What the exercise asks:
Examine each line of the data, and copy the ones containing "VecDeque".

'''

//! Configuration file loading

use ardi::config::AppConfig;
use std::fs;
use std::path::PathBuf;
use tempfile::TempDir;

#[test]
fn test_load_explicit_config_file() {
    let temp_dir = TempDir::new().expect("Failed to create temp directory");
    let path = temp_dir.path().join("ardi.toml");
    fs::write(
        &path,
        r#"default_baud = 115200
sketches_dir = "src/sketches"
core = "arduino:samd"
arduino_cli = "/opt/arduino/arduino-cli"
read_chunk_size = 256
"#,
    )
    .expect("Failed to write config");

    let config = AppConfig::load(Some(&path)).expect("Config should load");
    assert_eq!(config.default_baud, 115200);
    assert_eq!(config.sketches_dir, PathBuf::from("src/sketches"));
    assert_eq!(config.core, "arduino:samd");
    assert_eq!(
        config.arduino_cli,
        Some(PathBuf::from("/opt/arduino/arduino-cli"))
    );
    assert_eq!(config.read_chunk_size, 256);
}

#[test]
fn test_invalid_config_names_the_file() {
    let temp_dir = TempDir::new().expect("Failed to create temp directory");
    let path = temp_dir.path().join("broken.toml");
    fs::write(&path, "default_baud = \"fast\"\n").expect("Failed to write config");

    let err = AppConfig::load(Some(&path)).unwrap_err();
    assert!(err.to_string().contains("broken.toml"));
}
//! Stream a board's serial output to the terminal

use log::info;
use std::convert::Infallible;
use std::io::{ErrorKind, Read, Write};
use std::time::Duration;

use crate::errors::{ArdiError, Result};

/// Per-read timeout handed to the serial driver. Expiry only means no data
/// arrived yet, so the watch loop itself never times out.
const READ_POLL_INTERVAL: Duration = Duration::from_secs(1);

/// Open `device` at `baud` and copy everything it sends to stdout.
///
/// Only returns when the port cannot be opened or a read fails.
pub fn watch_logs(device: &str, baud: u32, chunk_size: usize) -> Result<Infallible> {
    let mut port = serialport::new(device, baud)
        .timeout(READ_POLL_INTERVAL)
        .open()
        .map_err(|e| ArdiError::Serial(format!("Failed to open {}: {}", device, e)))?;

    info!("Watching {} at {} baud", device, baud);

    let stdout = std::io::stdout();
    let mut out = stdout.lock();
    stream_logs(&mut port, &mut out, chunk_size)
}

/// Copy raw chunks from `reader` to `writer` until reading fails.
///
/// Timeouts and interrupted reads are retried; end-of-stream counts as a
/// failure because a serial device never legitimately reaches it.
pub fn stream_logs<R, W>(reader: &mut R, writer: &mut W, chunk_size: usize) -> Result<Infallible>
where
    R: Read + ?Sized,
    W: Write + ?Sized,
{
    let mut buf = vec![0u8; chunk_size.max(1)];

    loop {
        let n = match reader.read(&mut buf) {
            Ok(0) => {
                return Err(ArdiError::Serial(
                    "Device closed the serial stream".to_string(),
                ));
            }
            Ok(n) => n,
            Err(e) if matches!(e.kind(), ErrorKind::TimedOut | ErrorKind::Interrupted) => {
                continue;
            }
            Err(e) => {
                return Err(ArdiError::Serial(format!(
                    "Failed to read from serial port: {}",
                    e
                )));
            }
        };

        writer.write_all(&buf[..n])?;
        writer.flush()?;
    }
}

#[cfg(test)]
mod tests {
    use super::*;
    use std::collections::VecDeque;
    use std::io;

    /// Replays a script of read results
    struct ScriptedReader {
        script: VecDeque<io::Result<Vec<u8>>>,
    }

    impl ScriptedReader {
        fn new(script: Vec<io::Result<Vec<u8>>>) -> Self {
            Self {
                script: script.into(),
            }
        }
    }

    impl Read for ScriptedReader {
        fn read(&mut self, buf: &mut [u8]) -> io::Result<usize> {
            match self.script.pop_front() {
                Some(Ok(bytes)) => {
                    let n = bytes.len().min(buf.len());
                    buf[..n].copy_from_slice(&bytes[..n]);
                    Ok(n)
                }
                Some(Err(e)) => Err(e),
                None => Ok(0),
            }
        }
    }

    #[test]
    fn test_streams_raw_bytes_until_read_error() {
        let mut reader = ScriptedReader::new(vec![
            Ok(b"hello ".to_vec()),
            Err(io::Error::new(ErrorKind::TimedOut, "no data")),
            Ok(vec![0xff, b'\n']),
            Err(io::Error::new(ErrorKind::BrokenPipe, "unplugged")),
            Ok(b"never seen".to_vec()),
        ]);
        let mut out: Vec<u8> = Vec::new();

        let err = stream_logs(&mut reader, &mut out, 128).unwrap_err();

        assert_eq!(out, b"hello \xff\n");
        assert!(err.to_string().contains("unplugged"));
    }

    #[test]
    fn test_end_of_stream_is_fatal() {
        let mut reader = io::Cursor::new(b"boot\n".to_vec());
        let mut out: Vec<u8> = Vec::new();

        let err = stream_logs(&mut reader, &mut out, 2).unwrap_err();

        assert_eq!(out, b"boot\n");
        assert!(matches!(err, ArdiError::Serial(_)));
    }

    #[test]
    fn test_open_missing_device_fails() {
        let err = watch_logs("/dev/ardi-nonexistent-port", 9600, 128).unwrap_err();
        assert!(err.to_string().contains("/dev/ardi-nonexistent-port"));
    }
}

'''

Solution to this problem:
    use std::collections::VecDeque;
        script: VecDeque<io::Result<Vec<u8>>>,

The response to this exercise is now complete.